Work request - Pull out every line below that contains the word "UnspecifiedError".

Start of Listed entries

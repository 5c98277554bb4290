/// Card-point total accrued in a stack, or a running team/match score.
/// Signed because Phoenix contributes -25.
pub type CardPoints = i32;

/// Catch-all error for cases where details of the error are unnecessary.
#[derive(Debug)]
pub struct UnspecifiedError;

#[cfg(feature = "std")]
impl std::error::Error for UnspecifiedError {}

impl core::fmt::Display for UnspecifiedError {
    fn fmt(&self, f: &mut core::fmt::Formatter<'_>) -> core::fmt::Result {
        write!(f, "Unspecified error from tichu-elements.")
    }
}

End of Listed entries

Result for this exercise -
pub struct UnspecifiedError;
impl std::error::Error for UnspecifiedError {}
impl core::fmt::Display for UnspecifiedError {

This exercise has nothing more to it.